Did the Response to One Quagmire Lead to Others?


The news was intriguing:  billionaires George Soros and Charles Koch, polar opposites in much of their philanthropic activism, had joined forces to provide seed funding for a new foreign policy think-tank.   The Quincy Institute for Responsible Statecraft is to be dedicated to promoting restraint in the use of American military power abroad. The initiative was first reported by Stephen Kinzer in The Boston Globe, enthusiastically if cautiously seconded by Daniel Drezner in The Washington Post, its plans described in some detail by David Klion in The Nation. The name comes from an 1821 speech by John Quincy Adams.

Wherever the standard of freedom and Independence has been or shall be unfurled, there will [America’s] heart, her benedictions and her prayers be. But she goes not abroad, in search of monsters to destroy. She is the well-wisher to the freedom and independence of all. She is the champion and vindicator only of her own.

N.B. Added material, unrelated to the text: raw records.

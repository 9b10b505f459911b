//! Registration desk service.

use sea_orm::DatabaseConnection;

use crate::{
    model::registration::{RegisterMemberDto, RegistrationDto},
    server::{
        data::{
            member::MemberRepository, project::ProjectRepository,
            registration::RegistrationRepository,
        },
        error::{registration::RegistrationError, Error},
        util::badge::generate_badge_code,
    },
};

pub struct RegistrationService<'a> {
    db: &'a DatabaseConnection,
}

impl<'a> RegistrationService<'a> {
    /// Creates a new instance of [`RegistrationService`]
    pub fn new(db: &'a DatabaseConnection) -> Self {
        Self { db }
    }

    /// Registers a member for a project.
    ///
    /// A badge code supplied by the desk must be unused; when omitted, one is
    /// generated. Registering the same member twice for one project is rejected.
    pub async fn register(&self, dto: RegisterMemberDto) -> Result<RegistrationDto, Error> {
        let project_repo = ProjectRepository::new(self.db);
        let member_repo = MemberRepository::new(self.db);
        let registration_repo = RegistrationRepository::new(self.db);

        if project_repo.get(dto.project_id).await?.is_none() {
            return Err(RegistrationError::ProjectNotFound(dto.project_id).into());
        }

        let member = member_repo
            .get(dto.member_id)
            .await?
            .ok_or(RegistrationError::MemberNotFound(dto.member_id))?;

        if registration_repo
            .get_by_project_and_member(dto.project_id, dto.member_id)
            .await?
            .is_some()
        {
            return Err(RegistrationError::AlreadyRegistered {
                member_id: dto.member_id,
                project_id: dto.project_id,
            }
            .into());
        }

        let badge_code = match dto.badge_code {
            Some(code) => {
                if registration_repo.find_by_badge_code(&code).await?.is_some() {
                    return Err(RegistrationError::BadgeCodeTaken(code).into());
                }

                code
            }
            None => generate_badge_code(),
        };

        let registration = registration_repo
            .create(dto.project_id, dto.member_id, Some(badge_code))
            .await?;

        Ok(RegistrationDto {
            id: registration.id,
            project_id: registration.project_id,
            member_id: registration.member_id,
            member_name: format!("{} {}", member.first_name, member.last_name),
            badge_code: registration.badge_code,
            created_at: registration.created_at,
        })
    }

    /// The registration roster for a project, with member names resolved.
    pub async fn roster(&self, project_id: i32) -> Result<Vec<RegistrationDto>, Error> {
        let project_repo = ProjectRepository::new(self.db);
        let registration_repo = RegistrationRepository::new(self.db);

        if project_repo.get(project_id).await?.is_none() {
            return Err(RegistrationError::ProjectNotFound(project_id).into());
        }

        let roster = registration_repo
            .list_with_members(project_id)
            .await?
            .into_iter()
            .filter_map(|(registration, member)| {
                let member = member?;

                Some(RegistrationDto {
                    id: registration.id,
                    project_id: registration.project_id,
                    member_id: registration.member_id,
                    member_name: format!("{} {}", member.first_name, member.last_name),
                    badge_code: registration.badge_code,
                    created_at: registration.created_at,
                })
            })
            .collect();

        Ok(roster)
    }
}
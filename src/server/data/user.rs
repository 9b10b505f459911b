use chrono::Utc;
use sea_orm::{
    ActiveModelTrait, ActiveValue, ColumnTrait, DatabaseConnection, DbErr, EntityTrait,
    QueryFilter,
};

pub struct UserRepository<'a> {
    db: &'a DatabaseConnection,
}

impl<'a> UserRepository<'a> {
    /// Creates a new instance of [`UserRepository`]
    pub fn new(db: &'a DatabaseConnection) -> Self {
        Self { db }
    }

    pub async fn create(
        &self,
        display_name: &str,
        role: &str,
        gender: &str,
        region_id: Option<i32>,
    ) -> Result<entity::keshav_user::Model, DbErr> {
        let user = entity::keshav_user::ActiveModel {
            display_name: ActiveValue::Set(display_name.to_string()),
            role: ActiveValue::Set(role.to_string()),
            gender: ActiveValue::Set(gender.to_string()),
            region_id: ActiveValue::Set(region_id),
            created_at: ActiveValue::Set(Utc::now().naive_utc()),
            ..Default::default()
        };

        user.insert(self.db).await
    }

    pub async fn get(&self, user_id: i32) -> Result<Option<entity::keshav_user::Model>, DbErr> {
        entity::prelude::KeshavUser::find_by_id(user_id)
            .one(self.db)
            .await
    }

    /// Grants the user visibility over a unit; backing rows for unit-scoped roles.
    pub async fn assign_unit(
        &self,
        user_id: i32,
        unit_id: i32,
    ) -> Result<entity::user_unit_assignment::Model, DbErr> {
        let assignment = entity::user_unit_assignment::ActiveModel {
            user_id: ActiveValue::Set(user_id),
            unit_id: ActiveValue::Set(unit_id),
            created_at: ActiveValue::Set(Utc::now().naive_utc()),
            ..Default::default()
        };

        assignment.insert(self.db).await
    }

    pub async fn get_unit_assignments(
        &self,
        user_id: i32,
    ) -> Result<Vec<entity::user_unit_assignment::Model>, DbErr> {
        entity::prelude::UserUnitAssignment::find()
            .filter(entity::user_unit_assignment::Column::UserId.eq(user_id))
            .all(self.db)
            .await
    }
}

#[cfg(test)]
mod tests {
    use keshav_test_utils::prelude::*;

    use crate::server::data::user::UserRepository;

    /// Expect success when creating a user without a region
    #[tokio::test]
    async fn test_create_user_success() -> Result<(), TestError> {
        let test = TestBuilder::new().with_org_tables().build().await?;
        let user_repo = UserRepository::new(&test.db);

        let result = user_repo.create("Admin One", "admin", "male", None).await;

        assert!(result.is_ok());
        let user = result.unwrap();
        assert_eq!(user.role, "admin");
        assert!(user.region_id.is_none());

        Ok(())
    }

    /// Expect Error when creating a user without required tables being created
    #[tokio::test]
    async fn test_create_user_error() -> Result<(), TestError> {
        let test = TestBuilder::new().build().await?;
        let user_repo = UserRepository::new(&test.db);

        let result = user_repo.create("Admin One", "admin", "male", None).await;

        assert!(result.is_err());

        Ok(())
    }

    /// Expect unit assignments to be returned for the requested user only
    #[tokio::test]
    async fn test_get_unit_assignments() -> Result<(), TestError> {
        let test = TestBuilder::new().with_org_tables().build().await?;
        let (_, unit_a) = test.org().insert_region_with_unit("North", "North A").await?;
        let (_, unit_b) = test.org().insert_region_with_unit("South", "South A").await?;

        let user_repo = UserRepository::new(&test.db);
        let coordinator = user_repo
            .create("Coordinator One", "coordinator", "female", None)
            .await?;
        let other = user_repo
            .create("Coordinator Two", "coordinator", "male", None)
            .await?;

        user_repo.assign_unit(coordinator.id, unit_a.id).await?;
        user_repo.assign_unit(coordinator.id, unit_b.id).await?;
        user_repo.assign_unit(other.id, unit_b.id).await?;

        let assignments = user_repo.get_unit_assignments(coordinator.id).await?;

        assert_eq!(assignments.len(), 2);
        assert!(assignments.iter().all(|a| a.user_id == coordinator.id));

        Ok(())
    }
}
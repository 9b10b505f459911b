use keshav::server::{
    config::Config, feed::AttendanceFeed, model::app::AppState, router, startup,
};

#[tokio::main]
async fn main() {
    dotenvy::dotenv().ok();

    let config = match Config::from_env() {
        Ok(config) => config,
        Err(e) => {
            eprintln!("Configuration error: {}", e);
            std::process::exit(1);
        }
    };

    startup::init_tracing();

    let db = startup::connect_to_database(&config).await.unwrap();
    let feed = AttendanceFeed::new();

    let router = router::routes().with_state(AppState { db, feed });

    tracing::info!("Starting server on {}", config.listen_address);

    let listener = tokio::net::TcpListener::bind(&config.listen_address)
        .await
        .expect("Failed to bind listen address");

    axum::serve(listener, router)
        .await
        .expect("Server exited with an error");
}
use axum::{
    extract::{Path, State},
    http::StatusCode,
    response::IntoResponse,
    Json,
};

use crate::{
    model::{
        api::ErrorDto,
        event::{CreateEventDto, CreateProjectDto, EventDto, ProjectDto},
    },
    server::{
        data::project::{EventRepository, ProjectRepository},
        error::{attendance::AttendanceError, Error},
        model::app::AppState,
        service::attendance::summary::AttendanceSummaryService,
    },
};

pub static EVENT_TAG: &str = "event";

fn event_dto(event: entity::project_event::Model) -> EventDto {
    EventDto {
        id: event.id,
        project_id: event.project_id,
        name: event.name,
        is_primary: event.is_primary,
        starts_at: event.starts_at,
    }
}

/// Create a new project
#[utoipa::path(
    post,
    path = "/api/projects",
    tag = EVENT_TAG,
    request_body = CreateProjectDto,
    responses(
        (status = 201, description = "Project created", body = ProjectDto),
        (status = 500, description = "Internal server error", body = ErrorDto)
    ),
)]
pub async fn create_project(
    State(state): State<AppState>,
    Json(dto): Json<CreateProjectDto>,
) -> Result<impl IntoResponse, Error> {
    let project_repo = ProjectRepository::new(&state.db);

    let project = project_repo.create(&dto.name).await?;

    Ok((
        StatusCode::CREATED,
        Json(ProjectDto {
            id: project.id,
            name: project.name,
            created_at: project.created_at,
        }),
    )
        .into_response())
}

/// Create a new event under a project
#[utoipa::path(
    post,
    path = "/api/projects/{project_id}/events",
    tag = EVENT_TAG,
    params(("project_id" = i32, Path, description = "Project ID")),
    request_body = CreateEventDto,
    responses(
        (status = 201, description = "Event created", body = EventDto),
        (status = 500, description = "Internal server error", body = ErrorDto)
    ),
)]
pub async fn create_event(
    State(state): State<AppState>,
    Path(project_id): Path<i32>,
    Json(dto): Json<CreateEventDto>,
) -> Result<impl IntoResponse, Error> {
    let event_repo = EventRepository::new(&state.db);

    let event = event_repo
        .create(project_id, &dto.name, dto.is_primary, dto.starts_at)
        .await?;

    Ok((StatusCode::CREATED, Json(event_dto(event))).into_response())
}

/// Get all projects
#[utoipa::path(
    get,
    path = "/api/projects",
    tag = EVENT_TAG,
    responses(
        (status = 200, description = "Success when retrieving projects", body = Vec<ProjectDto>),
        (status = 500, description = "Internal server error", body = ErrorDto)
    ),
)]
pub async fn get_projects(State(state): State<AppState>) -> Result<impl IntoResponse, Error> {
    let project_repo = ProjectRepository::new(&state.db);

    let projects: Vec<ProjectDto> = project_repo
        .list()
        .await?
        .into_iter()
        .map(|project| ProjectDto {
            id: project.id,
            name: project.name,
            created_at: project.created_at,
        })
        .collect();

    Ok((StatusCode::OK, Json(projects)).into_response())
}

/// Get the events of a project, ordered by start time
#[utoipa::path(
    get,
    path = "/api/projects/{project_id}/events",
    tag = EVENT_TAG,
    params(("project_id" = i32, Path, description = "Project ID")),
    responses(
        (status = 200, description = "Success when retrieving events", body = Vec<EventDto>),
        (status = 500, description = "Internal server error", body = ErrorDto)
    ),
)]
pub async fn get_project_events(
    State(state): State<AppState>,
    Path(project_id): Path<i32>,
) -> Result<impl IntoResponse, Error> {
    let event_repo = EventRepository::new(&state.db);

    let events: Vec<EventDto> = event_repo
        .list_by_project(project_id)
        .await?
        .into_iter()
        .map(event_dto)
        .collect();

    Ok((StatusCode::OK, Json(events)).into_response())
}

/// Get an event by ID
#[utoipa::path(
    get,
    path = "/api/events/{event_id}",
    tag = EVENT_TAG,
    params(("event_id" = i32, Path, description = "Event ID")),
    responses(
        (status = 200, description = "Success when retrieving the event", body = EventDto),
        (status = 404, description = "Event not found", body = ErrorDto),
        (status = 500, description = "Internal server error", body = ErrorDto)
    ),
)]
pub async fn get_event(
    State(state): State<AppState>,
    Path(event_id): Path<i32>,
) -> Result<impl IntoResponse, Error> {
    let event_repo = EventRepository::new(&state.db);

    let event = event_repo
        .get(event_id)
        .await?
        .ok_or(AttendanceError::EventNotFound(event_id))?;

    Ok((StatusCode::OK, Json(event_dto(event))).into_response())
}

/// Get the event currently flagged for the dashboard
#[utoipa::path(
    get,
    path = "/api/dashboard/event",
    tag = EVENT_TAG,
    responses(
        (status = 200, description = "Success when retrieving the primary event", body = EventDto),
        (status = 404, description = "No event is flagged primary", body = ErrorDto),
        (status = 500, description = "Internal server error", body = ErrorDto)
    ),
)]
pub async fn get_primary_event(
    State(state): State<AppState>,
) -> Result<impl IntoResponse, Error> {
    let summary_service = AttendanceSummaryService::new(&state.db, &state.feed);

    let event = match summary_service.primary_event().await? {
        Some(event) => event,
        None => {
            return Ok((
                StatusCode::NOT_FOUND,
                Json(ErrorDto {
                    error: "No event is flagged primary".to_string(),
                }),
            )
                .into_response());
        }
    };

    Ok((StatusCode::OK, Json(event_dto(event))).into_response())
}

The institute is expected to open its doors in November, with Andrew Bacevich, of Boston University, as president.

The news coincides with the appearance of a striking new account of the creation of an all-volunteer army, in 1973, to replace military conscription in the United States.  Richard Nixon espoused the measure as part of his successful campaign for the presidency in 1968, against the backdrop of the Vietnam War.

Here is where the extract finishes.